REQUIREMENT: All that should be output is the block of lines below from the line with "estimated_size(selector: &str, formats: &[FormatDescriptor])" to the line with "pub struct PlaylistEntry", both included, exactly as written.

MATERIAL PROVIDED:
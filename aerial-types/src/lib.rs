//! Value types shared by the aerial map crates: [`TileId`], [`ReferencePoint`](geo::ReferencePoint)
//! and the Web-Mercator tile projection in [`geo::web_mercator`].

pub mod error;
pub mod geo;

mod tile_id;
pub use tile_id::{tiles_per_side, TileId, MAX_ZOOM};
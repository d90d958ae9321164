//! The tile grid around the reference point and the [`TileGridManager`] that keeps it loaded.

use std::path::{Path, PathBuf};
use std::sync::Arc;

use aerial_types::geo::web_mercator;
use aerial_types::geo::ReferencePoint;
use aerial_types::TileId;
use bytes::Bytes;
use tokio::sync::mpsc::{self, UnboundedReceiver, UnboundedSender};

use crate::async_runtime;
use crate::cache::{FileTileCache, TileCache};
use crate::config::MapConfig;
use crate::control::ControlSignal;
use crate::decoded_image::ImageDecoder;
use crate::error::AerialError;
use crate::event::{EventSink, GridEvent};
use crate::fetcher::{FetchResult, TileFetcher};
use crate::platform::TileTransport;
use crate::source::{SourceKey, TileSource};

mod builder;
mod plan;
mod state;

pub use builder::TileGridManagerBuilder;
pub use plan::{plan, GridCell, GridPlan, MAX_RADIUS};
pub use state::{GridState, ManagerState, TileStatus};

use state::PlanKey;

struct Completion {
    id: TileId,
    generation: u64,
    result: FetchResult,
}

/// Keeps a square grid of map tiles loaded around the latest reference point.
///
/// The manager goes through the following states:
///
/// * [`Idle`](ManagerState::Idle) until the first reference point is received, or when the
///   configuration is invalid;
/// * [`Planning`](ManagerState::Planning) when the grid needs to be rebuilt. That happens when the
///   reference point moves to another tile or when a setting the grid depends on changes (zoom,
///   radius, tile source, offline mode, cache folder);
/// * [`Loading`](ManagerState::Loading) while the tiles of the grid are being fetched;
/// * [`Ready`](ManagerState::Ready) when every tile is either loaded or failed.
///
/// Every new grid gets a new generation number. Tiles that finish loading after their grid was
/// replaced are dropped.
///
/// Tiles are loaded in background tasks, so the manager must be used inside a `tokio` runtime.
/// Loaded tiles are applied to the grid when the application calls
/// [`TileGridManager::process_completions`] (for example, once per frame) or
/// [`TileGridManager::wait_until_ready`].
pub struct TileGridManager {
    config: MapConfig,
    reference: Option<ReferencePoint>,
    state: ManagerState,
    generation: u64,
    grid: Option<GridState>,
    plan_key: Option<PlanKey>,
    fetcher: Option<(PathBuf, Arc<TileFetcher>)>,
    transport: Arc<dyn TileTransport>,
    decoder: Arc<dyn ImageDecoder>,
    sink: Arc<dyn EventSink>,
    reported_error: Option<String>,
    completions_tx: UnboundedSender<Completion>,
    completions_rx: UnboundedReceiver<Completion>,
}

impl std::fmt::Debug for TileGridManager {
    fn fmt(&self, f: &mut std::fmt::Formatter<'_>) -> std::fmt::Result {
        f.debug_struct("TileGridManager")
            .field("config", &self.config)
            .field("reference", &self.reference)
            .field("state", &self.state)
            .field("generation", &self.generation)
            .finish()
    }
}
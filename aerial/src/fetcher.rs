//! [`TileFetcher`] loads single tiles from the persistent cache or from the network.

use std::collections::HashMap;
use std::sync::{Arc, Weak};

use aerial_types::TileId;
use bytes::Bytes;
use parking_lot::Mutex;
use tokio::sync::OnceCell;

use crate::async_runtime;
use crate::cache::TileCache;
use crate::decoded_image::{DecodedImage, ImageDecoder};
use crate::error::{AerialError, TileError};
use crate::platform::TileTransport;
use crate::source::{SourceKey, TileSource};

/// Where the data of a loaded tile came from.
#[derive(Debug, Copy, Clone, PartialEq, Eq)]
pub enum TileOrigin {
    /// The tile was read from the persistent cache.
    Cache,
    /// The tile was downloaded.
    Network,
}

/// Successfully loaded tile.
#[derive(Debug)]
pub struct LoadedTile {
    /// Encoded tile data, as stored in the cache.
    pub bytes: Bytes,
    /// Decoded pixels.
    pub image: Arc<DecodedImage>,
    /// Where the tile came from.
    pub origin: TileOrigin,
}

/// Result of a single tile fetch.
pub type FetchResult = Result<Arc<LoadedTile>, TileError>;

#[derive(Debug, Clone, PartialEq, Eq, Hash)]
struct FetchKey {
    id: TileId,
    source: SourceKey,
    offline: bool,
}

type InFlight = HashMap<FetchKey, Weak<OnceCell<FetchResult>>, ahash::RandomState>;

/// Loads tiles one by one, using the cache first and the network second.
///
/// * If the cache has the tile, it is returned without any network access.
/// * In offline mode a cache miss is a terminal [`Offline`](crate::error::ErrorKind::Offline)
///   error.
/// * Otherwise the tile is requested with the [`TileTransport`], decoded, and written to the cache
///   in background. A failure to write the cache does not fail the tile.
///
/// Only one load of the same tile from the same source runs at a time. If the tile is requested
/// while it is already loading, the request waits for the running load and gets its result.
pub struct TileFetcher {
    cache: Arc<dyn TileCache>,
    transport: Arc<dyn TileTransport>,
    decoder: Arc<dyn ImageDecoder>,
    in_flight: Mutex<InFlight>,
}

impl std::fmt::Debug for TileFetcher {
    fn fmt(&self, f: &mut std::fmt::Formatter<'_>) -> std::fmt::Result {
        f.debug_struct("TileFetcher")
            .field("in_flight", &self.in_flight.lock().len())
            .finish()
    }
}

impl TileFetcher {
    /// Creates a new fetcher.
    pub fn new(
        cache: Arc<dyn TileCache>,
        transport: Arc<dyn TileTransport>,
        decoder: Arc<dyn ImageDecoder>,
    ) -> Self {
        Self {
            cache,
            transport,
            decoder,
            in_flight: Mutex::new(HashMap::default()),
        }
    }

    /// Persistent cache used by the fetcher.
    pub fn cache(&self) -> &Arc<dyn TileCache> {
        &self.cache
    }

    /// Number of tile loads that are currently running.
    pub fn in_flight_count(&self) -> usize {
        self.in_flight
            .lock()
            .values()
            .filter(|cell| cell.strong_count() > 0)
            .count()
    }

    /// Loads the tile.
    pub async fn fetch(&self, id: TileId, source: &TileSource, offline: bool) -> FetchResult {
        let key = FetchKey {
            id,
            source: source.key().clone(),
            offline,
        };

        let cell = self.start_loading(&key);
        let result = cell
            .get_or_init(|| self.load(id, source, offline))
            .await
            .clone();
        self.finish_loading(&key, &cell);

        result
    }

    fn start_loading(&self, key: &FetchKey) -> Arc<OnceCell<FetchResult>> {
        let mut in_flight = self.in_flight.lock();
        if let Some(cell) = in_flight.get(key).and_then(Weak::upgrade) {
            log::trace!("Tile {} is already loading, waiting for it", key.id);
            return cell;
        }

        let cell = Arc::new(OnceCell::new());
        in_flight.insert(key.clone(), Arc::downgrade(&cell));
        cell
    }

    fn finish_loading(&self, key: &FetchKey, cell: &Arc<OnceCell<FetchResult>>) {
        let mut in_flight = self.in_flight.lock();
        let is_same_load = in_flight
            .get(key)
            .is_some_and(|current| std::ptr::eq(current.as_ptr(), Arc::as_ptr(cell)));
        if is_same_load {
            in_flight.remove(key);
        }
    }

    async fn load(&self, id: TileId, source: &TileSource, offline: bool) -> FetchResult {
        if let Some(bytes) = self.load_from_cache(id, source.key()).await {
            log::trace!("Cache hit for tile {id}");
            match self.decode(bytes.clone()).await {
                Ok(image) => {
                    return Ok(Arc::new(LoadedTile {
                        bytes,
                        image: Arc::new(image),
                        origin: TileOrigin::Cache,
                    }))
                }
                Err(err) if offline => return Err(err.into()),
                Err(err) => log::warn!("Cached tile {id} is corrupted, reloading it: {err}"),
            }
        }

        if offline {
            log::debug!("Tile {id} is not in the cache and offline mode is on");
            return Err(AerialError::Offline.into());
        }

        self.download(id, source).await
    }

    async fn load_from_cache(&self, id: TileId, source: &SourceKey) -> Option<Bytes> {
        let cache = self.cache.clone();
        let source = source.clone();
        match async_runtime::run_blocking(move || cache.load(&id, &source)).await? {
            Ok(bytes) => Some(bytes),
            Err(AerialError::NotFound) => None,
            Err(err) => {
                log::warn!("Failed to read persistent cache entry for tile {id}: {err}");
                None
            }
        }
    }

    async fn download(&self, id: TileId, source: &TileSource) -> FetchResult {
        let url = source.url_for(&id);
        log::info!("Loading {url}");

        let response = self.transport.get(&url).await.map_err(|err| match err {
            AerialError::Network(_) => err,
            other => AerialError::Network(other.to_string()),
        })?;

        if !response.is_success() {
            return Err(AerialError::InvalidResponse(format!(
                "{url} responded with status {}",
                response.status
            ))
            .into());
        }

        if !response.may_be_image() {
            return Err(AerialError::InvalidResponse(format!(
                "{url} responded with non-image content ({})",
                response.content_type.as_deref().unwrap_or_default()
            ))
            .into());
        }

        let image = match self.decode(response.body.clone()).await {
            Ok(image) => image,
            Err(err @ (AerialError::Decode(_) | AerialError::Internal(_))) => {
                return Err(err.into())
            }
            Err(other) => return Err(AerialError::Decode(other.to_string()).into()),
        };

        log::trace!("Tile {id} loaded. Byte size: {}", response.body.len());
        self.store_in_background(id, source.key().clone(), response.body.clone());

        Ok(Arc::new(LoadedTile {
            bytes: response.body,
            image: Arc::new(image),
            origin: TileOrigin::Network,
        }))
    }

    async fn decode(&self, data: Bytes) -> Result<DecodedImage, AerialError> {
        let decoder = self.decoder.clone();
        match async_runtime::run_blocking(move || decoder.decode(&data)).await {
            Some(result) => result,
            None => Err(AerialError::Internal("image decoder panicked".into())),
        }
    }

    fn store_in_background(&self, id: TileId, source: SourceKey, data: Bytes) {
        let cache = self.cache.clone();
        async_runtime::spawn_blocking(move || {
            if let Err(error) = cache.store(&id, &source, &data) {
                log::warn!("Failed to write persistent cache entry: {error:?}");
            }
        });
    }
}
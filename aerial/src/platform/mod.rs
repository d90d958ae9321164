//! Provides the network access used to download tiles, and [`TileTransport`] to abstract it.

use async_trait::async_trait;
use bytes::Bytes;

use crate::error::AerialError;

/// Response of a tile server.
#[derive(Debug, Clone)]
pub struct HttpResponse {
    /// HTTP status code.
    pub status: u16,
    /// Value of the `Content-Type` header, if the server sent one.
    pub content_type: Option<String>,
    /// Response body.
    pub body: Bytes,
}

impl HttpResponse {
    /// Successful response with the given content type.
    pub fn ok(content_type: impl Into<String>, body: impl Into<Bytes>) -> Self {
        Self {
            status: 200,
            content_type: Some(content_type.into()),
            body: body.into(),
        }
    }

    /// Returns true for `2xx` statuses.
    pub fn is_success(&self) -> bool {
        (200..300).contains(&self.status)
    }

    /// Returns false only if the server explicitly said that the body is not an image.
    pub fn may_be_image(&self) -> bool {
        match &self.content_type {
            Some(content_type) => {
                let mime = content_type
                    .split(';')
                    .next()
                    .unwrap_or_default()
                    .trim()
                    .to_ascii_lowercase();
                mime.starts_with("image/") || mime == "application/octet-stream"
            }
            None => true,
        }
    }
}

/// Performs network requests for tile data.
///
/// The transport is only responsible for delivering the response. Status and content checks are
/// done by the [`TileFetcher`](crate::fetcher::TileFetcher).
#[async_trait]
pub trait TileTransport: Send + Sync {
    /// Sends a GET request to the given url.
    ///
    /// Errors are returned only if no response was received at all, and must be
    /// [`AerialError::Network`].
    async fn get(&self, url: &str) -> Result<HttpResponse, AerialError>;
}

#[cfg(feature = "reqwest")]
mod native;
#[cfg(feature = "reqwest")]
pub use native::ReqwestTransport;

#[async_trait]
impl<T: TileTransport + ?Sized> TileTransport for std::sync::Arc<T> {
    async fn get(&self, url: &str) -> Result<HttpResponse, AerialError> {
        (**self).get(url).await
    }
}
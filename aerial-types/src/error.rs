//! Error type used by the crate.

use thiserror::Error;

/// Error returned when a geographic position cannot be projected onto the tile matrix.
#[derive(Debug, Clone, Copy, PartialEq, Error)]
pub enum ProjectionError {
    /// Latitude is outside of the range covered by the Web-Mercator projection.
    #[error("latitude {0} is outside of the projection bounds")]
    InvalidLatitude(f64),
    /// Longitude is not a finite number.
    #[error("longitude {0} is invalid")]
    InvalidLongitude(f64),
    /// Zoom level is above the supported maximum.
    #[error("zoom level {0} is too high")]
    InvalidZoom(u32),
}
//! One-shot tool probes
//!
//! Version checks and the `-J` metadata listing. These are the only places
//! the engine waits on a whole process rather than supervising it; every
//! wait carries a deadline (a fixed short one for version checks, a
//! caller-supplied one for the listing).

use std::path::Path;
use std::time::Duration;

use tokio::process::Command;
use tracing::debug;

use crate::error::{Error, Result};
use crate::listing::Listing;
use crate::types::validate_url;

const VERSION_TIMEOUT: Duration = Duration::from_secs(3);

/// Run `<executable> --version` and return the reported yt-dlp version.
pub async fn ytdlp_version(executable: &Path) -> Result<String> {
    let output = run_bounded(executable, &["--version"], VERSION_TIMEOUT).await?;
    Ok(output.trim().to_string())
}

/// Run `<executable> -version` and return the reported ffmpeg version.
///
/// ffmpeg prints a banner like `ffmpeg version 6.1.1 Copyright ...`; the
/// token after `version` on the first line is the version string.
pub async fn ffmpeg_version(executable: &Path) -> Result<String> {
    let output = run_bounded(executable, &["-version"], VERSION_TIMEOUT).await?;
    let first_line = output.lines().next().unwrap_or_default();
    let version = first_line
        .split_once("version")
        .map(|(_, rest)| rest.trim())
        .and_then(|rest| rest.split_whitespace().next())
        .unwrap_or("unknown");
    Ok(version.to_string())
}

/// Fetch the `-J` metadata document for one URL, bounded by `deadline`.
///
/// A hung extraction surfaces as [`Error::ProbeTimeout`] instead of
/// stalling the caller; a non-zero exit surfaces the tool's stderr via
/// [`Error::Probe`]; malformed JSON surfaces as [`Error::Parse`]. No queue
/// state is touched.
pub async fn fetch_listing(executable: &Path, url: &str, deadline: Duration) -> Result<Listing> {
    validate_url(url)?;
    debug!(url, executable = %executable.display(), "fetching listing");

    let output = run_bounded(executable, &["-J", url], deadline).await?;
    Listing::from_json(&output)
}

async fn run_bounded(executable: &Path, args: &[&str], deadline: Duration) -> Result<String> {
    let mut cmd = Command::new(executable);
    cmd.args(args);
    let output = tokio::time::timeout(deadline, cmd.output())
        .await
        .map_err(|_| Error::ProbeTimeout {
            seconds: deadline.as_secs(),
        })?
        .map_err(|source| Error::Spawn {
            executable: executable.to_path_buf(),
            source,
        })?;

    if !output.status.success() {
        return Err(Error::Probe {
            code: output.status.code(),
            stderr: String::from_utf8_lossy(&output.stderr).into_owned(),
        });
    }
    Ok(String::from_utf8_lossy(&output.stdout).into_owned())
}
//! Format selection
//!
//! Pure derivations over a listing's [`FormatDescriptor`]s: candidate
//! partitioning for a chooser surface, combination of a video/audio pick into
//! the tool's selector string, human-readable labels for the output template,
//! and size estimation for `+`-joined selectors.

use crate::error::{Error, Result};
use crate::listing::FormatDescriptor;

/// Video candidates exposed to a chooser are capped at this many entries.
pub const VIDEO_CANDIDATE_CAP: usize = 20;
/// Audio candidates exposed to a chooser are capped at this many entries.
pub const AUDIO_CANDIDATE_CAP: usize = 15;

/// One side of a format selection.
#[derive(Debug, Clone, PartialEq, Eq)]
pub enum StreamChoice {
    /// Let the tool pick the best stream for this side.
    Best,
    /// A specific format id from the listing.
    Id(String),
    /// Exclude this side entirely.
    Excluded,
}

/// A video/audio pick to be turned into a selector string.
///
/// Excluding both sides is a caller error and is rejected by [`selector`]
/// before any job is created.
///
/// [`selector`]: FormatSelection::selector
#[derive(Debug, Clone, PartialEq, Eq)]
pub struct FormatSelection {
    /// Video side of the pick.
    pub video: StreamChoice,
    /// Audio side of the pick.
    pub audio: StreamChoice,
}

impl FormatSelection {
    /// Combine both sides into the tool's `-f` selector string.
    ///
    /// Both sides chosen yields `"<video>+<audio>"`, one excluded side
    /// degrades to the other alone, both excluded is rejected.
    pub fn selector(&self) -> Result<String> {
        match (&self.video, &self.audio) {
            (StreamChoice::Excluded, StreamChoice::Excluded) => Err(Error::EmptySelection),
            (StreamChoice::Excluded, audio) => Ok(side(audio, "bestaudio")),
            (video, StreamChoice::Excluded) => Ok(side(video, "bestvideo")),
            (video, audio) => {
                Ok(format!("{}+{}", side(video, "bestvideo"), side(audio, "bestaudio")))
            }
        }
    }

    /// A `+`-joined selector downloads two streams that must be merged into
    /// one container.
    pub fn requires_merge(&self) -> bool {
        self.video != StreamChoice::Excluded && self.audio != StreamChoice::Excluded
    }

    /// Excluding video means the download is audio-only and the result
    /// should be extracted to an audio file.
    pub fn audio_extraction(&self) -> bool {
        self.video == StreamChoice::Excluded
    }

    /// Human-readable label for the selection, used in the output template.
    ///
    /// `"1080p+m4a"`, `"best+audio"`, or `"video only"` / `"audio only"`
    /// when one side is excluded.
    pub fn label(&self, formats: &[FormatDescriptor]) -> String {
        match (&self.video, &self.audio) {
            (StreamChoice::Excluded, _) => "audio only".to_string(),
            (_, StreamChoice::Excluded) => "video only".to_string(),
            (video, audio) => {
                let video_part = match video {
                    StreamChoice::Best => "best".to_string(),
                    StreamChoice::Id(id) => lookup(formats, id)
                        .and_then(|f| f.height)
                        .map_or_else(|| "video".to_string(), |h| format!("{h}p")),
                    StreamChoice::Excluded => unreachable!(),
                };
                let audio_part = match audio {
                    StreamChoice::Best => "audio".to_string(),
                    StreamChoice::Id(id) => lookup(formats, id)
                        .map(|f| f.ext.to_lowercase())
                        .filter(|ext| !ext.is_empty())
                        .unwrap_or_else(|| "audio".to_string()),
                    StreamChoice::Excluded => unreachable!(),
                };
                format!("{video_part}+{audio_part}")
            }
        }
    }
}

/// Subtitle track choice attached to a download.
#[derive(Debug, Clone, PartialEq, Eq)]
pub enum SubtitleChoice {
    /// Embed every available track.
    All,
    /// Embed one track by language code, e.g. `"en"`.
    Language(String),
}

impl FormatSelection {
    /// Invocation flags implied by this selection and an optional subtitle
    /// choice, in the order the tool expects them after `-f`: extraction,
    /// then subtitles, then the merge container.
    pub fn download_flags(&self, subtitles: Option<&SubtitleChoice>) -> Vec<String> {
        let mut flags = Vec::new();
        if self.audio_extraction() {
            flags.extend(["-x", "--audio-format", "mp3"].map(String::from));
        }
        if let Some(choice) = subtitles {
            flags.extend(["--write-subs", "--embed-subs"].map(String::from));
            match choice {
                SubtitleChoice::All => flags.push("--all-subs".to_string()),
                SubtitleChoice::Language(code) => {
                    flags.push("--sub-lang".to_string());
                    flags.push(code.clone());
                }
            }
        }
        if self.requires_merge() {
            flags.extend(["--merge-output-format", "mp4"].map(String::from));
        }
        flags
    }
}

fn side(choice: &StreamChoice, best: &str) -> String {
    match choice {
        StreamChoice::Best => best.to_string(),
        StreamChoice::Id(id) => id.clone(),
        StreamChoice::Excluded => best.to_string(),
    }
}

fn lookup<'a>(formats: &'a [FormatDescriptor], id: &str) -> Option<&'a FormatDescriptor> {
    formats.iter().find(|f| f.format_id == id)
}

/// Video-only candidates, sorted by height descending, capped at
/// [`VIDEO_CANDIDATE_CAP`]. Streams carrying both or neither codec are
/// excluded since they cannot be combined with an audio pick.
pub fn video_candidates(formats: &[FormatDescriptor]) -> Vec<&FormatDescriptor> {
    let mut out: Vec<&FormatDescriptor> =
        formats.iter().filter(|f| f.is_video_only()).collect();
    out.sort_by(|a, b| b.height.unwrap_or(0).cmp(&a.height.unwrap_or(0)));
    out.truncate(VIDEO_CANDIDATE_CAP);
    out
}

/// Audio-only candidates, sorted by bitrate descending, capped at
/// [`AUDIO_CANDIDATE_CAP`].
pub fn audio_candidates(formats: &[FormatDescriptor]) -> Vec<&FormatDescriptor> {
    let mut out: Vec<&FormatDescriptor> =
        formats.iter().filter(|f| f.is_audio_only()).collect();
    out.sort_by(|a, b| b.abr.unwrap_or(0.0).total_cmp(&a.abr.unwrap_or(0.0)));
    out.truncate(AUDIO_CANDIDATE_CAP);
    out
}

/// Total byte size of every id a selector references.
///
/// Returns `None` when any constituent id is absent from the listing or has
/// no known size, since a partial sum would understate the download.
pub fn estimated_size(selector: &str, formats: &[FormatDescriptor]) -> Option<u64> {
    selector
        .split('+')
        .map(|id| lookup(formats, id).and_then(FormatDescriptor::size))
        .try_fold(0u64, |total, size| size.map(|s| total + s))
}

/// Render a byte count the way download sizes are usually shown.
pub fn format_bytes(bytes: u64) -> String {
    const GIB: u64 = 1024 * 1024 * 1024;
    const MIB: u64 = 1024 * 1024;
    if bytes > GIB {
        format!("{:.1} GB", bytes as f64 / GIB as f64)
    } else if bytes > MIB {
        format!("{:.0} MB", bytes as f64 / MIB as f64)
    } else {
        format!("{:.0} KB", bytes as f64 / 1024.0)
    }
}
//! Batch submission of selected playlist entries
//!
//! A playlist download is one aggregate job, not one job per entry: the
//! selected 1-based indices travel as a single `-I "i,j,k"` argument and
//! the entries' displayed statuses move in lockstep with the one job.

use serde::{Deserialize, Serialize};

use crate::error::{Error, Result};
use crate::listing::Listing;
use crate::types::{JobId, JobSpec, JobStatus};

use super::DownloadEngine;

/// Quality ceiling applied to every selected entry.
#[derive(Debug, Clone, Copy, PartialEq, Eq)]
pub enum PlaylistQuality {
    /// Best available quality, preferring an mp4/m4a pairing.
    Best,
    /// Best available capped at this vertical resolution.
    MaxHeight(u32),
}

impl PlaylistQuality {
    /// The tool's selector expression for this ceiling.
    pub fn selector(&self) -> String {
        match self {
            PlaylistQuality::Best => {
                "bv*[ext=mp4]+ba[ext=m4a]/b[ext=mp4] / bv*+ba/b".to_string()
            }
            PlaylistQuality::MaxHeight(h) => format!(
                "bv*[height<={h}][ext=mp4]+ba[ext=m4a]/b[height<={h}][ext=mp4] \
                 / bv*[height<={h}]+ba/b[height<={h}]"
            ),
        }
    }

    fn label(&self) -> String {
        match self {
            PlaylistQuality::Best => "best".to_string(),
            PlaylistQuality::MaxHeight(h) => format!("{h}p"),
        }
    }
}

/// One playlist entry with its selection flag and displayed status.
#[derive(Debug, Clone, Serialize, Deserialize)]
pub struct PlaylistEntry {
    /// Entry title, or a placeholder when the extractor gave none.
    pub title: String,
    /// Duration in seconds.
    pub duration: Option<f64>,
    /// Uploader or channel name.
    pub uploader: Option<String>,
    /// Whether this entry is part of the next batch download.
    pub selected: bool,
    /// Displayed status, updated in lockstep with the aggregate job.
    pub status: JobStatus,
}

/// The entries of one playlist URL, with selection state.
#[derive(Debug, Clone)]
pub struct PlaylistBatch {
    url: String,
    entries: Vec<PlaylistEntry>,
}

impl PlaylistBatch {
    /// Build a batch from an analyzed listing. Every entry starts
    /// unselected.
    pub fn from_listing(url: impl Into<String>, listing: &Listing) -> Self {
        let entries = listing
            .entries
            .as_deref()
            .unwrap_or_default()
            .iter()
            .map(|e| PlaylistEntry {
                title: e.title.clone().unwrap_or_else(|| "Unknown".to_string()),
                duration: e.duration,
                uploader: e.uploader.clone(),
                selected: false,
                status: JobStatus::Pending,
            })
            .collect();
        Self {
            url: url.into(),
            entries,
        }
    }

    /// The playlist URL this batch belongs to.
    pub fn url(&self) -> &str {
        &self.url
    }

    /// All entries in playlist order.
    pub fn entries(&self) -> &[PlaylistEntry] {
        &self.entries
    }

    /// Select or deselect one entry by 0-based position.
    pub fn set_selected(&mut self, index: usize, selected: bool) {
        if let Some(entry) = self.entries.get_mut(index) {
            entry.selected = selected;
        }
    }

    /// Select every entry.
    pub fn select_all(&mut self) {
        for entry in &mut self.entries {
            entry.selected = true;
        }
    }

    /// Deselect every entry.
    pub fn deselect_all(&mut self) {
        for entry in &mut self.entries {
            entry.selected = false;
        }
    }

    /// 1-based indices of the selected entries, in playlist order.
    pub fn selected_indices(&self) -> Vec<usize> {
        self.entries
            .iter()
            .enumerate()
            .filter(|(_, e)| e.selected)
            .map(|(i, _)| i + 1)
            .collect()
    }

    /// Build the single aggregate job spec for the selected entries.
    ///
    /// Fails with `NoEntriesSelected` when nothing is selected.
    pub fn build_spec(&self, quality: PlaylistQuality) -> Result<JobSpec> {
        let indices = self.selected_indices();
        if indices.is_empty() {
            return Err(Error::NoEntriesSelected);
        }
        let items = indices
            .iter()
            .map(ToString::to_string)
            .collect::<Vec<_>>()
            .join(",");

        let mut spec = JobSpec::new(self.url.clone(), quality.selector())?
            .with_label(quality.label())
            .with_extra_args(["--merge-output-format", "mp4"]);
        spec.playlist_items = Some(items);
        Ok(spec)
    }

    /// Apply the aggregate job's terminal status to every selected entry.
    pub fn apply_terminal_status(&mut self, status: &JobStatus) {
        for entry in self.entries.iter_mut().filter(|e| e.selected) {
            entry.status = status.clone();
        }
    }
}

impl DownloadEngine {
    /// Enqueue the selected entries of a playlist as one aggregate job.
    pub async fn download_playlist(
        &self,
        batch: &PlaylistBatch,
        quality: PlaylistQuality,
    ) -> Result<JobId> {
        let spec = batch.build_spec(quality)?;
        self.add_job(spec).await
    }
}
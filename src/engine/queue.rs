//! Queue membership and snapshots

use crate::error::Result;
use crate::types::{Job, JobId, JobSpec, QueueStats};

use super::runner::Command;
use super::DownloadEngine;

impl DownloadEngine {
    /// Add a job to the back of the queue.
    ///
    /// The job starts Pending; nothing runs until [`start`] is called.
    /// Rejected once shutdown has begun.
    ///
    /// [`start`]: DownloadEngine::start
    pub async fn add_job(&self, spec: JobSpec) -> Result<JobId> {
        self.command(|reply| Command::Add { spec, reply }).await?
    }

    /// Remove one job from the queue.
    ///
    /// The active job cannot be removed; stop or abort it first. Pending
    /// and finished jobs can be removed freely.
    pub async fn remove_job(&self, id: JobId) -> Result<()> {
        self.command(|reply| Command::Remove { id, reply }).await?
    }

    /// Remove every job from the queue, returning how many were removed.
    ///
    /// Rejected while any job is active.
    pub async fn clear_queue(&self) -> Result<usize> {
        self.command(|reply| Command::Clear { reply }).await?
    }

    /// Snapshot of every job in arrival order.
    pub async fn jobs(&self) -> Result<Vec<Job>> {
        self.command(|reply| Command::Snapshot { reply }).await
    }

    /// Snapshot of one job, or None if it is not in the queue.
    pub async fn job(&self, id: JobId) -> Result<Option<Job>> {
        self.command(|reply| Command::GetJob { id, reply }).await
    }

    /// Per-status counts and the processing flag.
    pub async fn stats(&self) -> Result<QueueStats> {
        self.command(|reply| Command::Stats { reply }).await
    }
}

WRITTEN ANSWER:
pub fn estimated_size(selector: &str, formats: &[FormatDescriptor]) -> Option<u64> {
    selector
        .split('+')
        .map(|id| lookup(formats, id).and_then(FormatDescriptor::size))
        .try_fold(0u64, |total, size| size.map(|s| total + s))
}

/// Render a byte count the way download sizes are usually shown.
pub fn format_bytes(bytes: u64) -> String {
    const GIB: u64 = 1024 * 1024 * 1024;
    const MIB: u64 = 1024 * 1024;
    if bytes > GIB {
        format!("{:.1} GB", bytes as f64 / GIB as f64)
    } else if bytes > MIB {
        format!("{:.0} MB", bytes as f64 / MIB as f64)
    } else {
        format!("{:.0} KB", bytes as f64 / 1024.0)
    }
}
//! Batch submission of selected playlist entries
//!
//! A playlist download is one aggregate job, not one job per entry: the
//! selected 1-based indices travel as a single `-I "i,j,k"` argument and
//! the entries' displayed statuses move in lockstep with the one job.

use serde::{Deserialize, Serialize};

use crate::error::{Error, Result};
use crate::listing::Listing;
use crate::types::{JobId, JobSpec, JobStatus};

use super::DownloadEngine;

/// Quality ceiling applied to every selected entry.
#[derive(Debug, Clone, Copy, PartialEq, Eq)]
pub enum PlaylistQuality {
    /// Best available quality, preferring an mp4/m4a pairing.
    Best,
    /// Best available capped at this vertical resolution.
    MaxHeight(u32),
}

impl PlaylistQuality {
    /// The tool's selector expression for this ceiling.
    pub fn selector(&self) -> String {
        match self {
            PlaylistQuality::Best => {
                "bv*[ext=mp4]+ba[ext=m4a]/b[ext=mp4] / bv*+ba/b".to_string()
            }
            PlaylistQuality::MaxHeight(h) => format!(
                "bv*[height<={h}][ext=mp4]+ba[ext=m4a]/b[height<={h}][ext=mp4] \
                 / bv*[height<={h}]+ba/b[height<={h}]"
            ),
        }
    }

    fn label(&self) -> String {
        match self {
            PlaylistQuality::Best => "best".to_string(),
            PlaylistQuality::MaxHeight(h) => format!("{h}p"),
        }
    }
}

/// One playlist entry with its selection flag and displayed status.
#[derive(Debug, Clone, Serialize, Deserialize)]
pub struct PlaylistEntry {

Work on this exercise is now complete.